Один польский критик упрекал Рудницкого в том, что в иных своих пассажах он бывает суесловен. Может быть, это и справедливо; временами писатель способен дать повод для такого упрека. Но в качестве примера суесловия упомянутый критик[3] выбрал отрывок, где говорится, что для людей «всякая минута без цветка становится потерянной минутой». Дальше в приводимой цитате Рудницкий утверждает, что только «свой цветок» может быть «настоящим ключом к человеку». Именно из такого цветка, пишет он, «возникает та человеческая ребячливость, которая не имеет конца. Отобрать у человека цветок или то, что может служить для него цветком, — это хуже, чем убить, — это значит замуровать его заживо».
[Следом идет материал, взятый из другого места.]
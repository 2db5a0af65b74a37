//! Paginated response envelope
//!
//! A [`Connection`] carries one page of results as cursor-tagged [`Edge`]s
//! plus the [`PageInfo`] a client needs to ask for the next page. Serialized
//! field names are camelCase:
//!
//! ```json
//! {
//!   "totalCount": 2,
//!   "results": [{ "cursor": "eyJkYXRlIjoxfQ", "node": { "body": "2" } }],
//!   "pageInfo": {
//!     "hasNextPage": true,
//!     "hasPreviousPage": false,
//!     "startCursor": "eyJkYXRlIjoxfQ",
//!     "nextCursor": "eyJkYXRlIjoxfQ"
//!   }
//! }
//! ```
//!
//! `null` in page-info means "undetermined", which is what full-text search
//! queries get since they are never cursor-paginated.

use serde::{Deserialize, Serialize};

/// Page position metadata
#[derive(Debug, Clone, Default, Serialize, Deserialize, PartialEq, Eq)]
#[serde(rename_all = "camelCase")]
pub struct PageInfo {
    /// Whether more records follow this page, if known
    pub has_next_page: Option<bool>,
    /// Whether this page was reached through an `after` cursor, if known
    #[serde(default, skip_serializing_if = "Option::is_none")]
    pub has_previous_page: Option<bool>,
    /// Cursor of the first edge
    pub start_cursor: Option<String>,
    /// Cursor to continue from, present only when there is a next page
    pub next_cursor: Option<String>,
}

impl PageInfo {
    /// Page-info with every field undetermined
    ///
    /// ```rust
    /// use cursor_pagination::connection::PageInfo;
    ///
    /// let json = serde_json::to_value(PageInfo::undetermined()).unwrap();
    /// assert_eq!(
    ///     json,
    ///     serde_json::json!({"hasNextPage": null, "startCursor": null, "nextCursor": null})
    /// );
    /// ```
    #[must_use]
    pub fn undetermined() -> Self {
        Self::default()
    }
}

/// A record and its position marker
#[derive(Debug, Clone, Serialize, Deserialize, PartialEq)]
pub struct Edge<T> {
    /// Encoded cursor of `node`; absent for search results
    #[serde(default, skip_serializing_if = "Option::is_none")]
    pub cursor: Option<String>,
    /// The record
    pub node: T,
}

impl<T> Edge<T> {
    /// Edge with a cursor
    pub fn new(cursor: String, node: T) -> Self {
        Self {
            cursor: Some(cursor),
            node,
        }
    }

    /// Edge without a cursor
    pub fn uncursored(node: T) -> Self {
        Self { cursor: None, node }
    }

    /// Map the node to a new type, keeping the cursor
    pub fn map<U, F>(self, f: F) -> Edge<U>
    where
        F: FnOnce(T) -> U,
    {
        Edge {
            cursor: self.cursor,
            node: f(self.node),
        }
    }
}

/// One page of results
#[derive(Debug, Clone, Serialize, Deserialize, PartialEq)]
#[serde(rename_all = "camelCase")]
pub struct Connection<T> {
    /// Number of records matching the filter, ignoring cursors, if counted
    #[serde(default, skip_serializing_if = "Option::is_none")]
    pub total_count: Option<u64>,
    /// The page, in display order
    pub results: Vec<Edge<T>>,
    /// Position metadata
    pub page_info: PageInfo,
}

impl<T> Connection<T> {
    /// Create a connection without a total count
    pub fn new(results: Vec<Edge<T>>, page_info: PageInfo) -> Self {
        Self {
            total_count: None,
            results,
            page_info,
        }
    }

    /// Set the total count
    #[must_use]
    pub fn with_total_count(mut self, total_count: u64) -> Self {
        self.total_count = Some(total_count);
        self
    }

    /// The records of this page, in display order
    pub fn nodes(&self) -> impl Iterator<Item = &T> {
        self.results.iter().map(|edge| &edge.node)
    }

    /// Consume the connection, keeping only the records
    pub fn into_nodes(self) -> Vec<T> {
        self.results.into_iter().map(|edge| edge.node).collect()
    }

    /// Map every node to a new type
    pub fn map<U, F>(self, mut f: F) -> Connection<U>
    where
        F: FnMut(T) -> U,
    {
        Connection {
            total_count: self.total_count,
            results: self.results.into_iter().map(|edge| edge.map(&mut f)).collect(),
            page_info: self.page_info,
        }
    }

    /// Number of edges
    pub fn len(&self) -> usize {
        self.results.len()
    }

    /// Whether the page is empty
    pub fn is_empty(&self) -> bool {
        self.results.is_empty()
    }
}

#[cfg(test)]
mod tests {
    use super::*;
    use serde_json::json;

    #[test]
    fn test_serializes_camel_case() {
        let connection = Connection::new(
            vec![Edge::new("abc".to_string(), json!({"body": "2"}))],
            PageInfo {
                has_next_page: Some(true),
                has_previous_page: Some(false),
                start_cursor: Some("abc".to_string()),
                next_cursor: Some("abc".to_string()),
            },
        )
        .with_total_count(2);

        let value = serde_json::to_value(&connection).unwrap();
        assert_eq!(
            value,
            json!({
                "totalCount": 2,
                "results": [{"cursor": "abc", "node": {"body": "2"}}],
                "pageInfo": {
                    "hasNextPage": true,
                    "hasPreviousPage": false,
                    "startCursor": "abc",
                    "nextCursor": "abc"
                }
            })
        );
    }

    #[test]
    fn test_undetermined_connection_omits_optional_fields() {
        let connection = Connection::new(vec![Edge::uncursored(1)], PageInfo::undetermined());
        let value = serde_json::to_value(&connection).unwrap();
        assert_eq!(
            value,
            json!({
                "results": [{"node": 1}],
                "pageInfo": {"hasNextPage": null, "startCursor": null, "nextCursor": null}
            })
        );
    }

    #[test]
    fn test_deserialize_round_trip() {
        let json = r#"{"results":[{"node":"x"}],"pageInfo":{"hasNextPage":false,"startCursor":null,"nextCursor":null}}"#;
        let connection: Connection<String> = serde_json::from_str(json).unwrap();
        assert_eq!(connection.total_count, None);
        assert_eq!(connection.page_info.has_previous_page, None);
        assert_eq!(connection.page_info.has_next_page, Some(false));
        assert_eq!(connection.into_nodes(), vec!["x".to_string()]);
    }

    #[test]
    fn test_map_keeps_cursors() {
        let connection = Connection::new(
            vec![Edge::new("c1".to_string(), 1), Edge::new("c2".to_string(), 2)],
            PageInfo::undetermined(),
        );
        let mapped = connection.map(|n| n * 10);
        assert_eq!(mapped.nodes().copied().collect::<Vec<_>>(), vec![10, 20]);
        assert_eq!(mapped.results[1].cursor.as_deref(), Some("c2"));
        assert_eq!(mapped.len(), 2);
        assert!(!mapped.is_empty());
    }
}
Речь здесь идет все о той же вере в будущее, об осознанной конечной цели. Это и есть «свой цветок».
Да, это верно, в «голубых страничках» Рудницкий порою ходит по самому узкому рубежу между отточенной тонкостью и безвкусной «красивостью», между искренним чувством и кокетливой позой, между проникновенной мыслью и цветистой фразой. И верно, бывает, он оступается, теряя свою тропу. Но как раз монолог, извлеченный критиком, менее всего суесловен; напротив, именно в нем Рудницкий касается одного из самых дорогих ему «символов веры» — недаром же расшифровывает он сразу, что под этим «своим цветком» надлежит разуметь то, что «не перестает волновать человека до самого его конца», то есть дело каждого и стоящие перед каждым неотступные, неотвеченные вопросы.
И если так понимать «цветок», как объясняет его сам писатель, то забота о цветке и выражает, таким образом, непременную заботу искусства о сохранении целостности мира — с его истинными моральными ценностями, с его солнечной ясностью и непреходящей красотой. А об этой главной задаче художников и говорил Рудницкий, предлагая свою вывеску-заповедь «для всех домов творчества» — борьба за мир, спасение смысла жизни от угрозы войны.
Слова эти представляют собой для Адольфа Рудницкого отнюдь не отвлеченную риторическую фигуру.
Это для него совершенно конкретная сумма виденного и пережитого, кровь и руины, боль множества утрат, неизгладимый шрам на сердце и приобретенное горьким опытом точное знание того, что рискует потерять человечество (а вместе с тем — и это для писателя Рудницкого особенно важно — каждый отдельный человек), поступаясь накопленными моральными ценностями под натиском жестокой враждебной силы. Рудницкий видел эту силу в ипостаси гитлеровского нацизма, прожив со своей отчизной всю пору оккупационного безвременья, с 1939 до 1945 года, когда растление душ было не менее страшным, чем уничтожение человеческих жизней. И он знает, что ипостаси могут быть различны, но рождаются они все из черных недр буржуазного мещанства, не знающего морали и готового на все. Это и есть предмет ненависти Рудницкого. Потому и говорит он в «Варшавских окнах»:
«У врагов жизни, угрожающих атомной бомбой вопреки всему, нет Ни одного «блюда», какого бы мы еще не попробовали. Во время второй мировой войны мы видели в с е… Пусть они не грозятся, пусть ничем не грозятся, во второй мировой войне мы видели все… И именно потому, что пережили все, мы теперь знаем: жизнь нельзя убить!»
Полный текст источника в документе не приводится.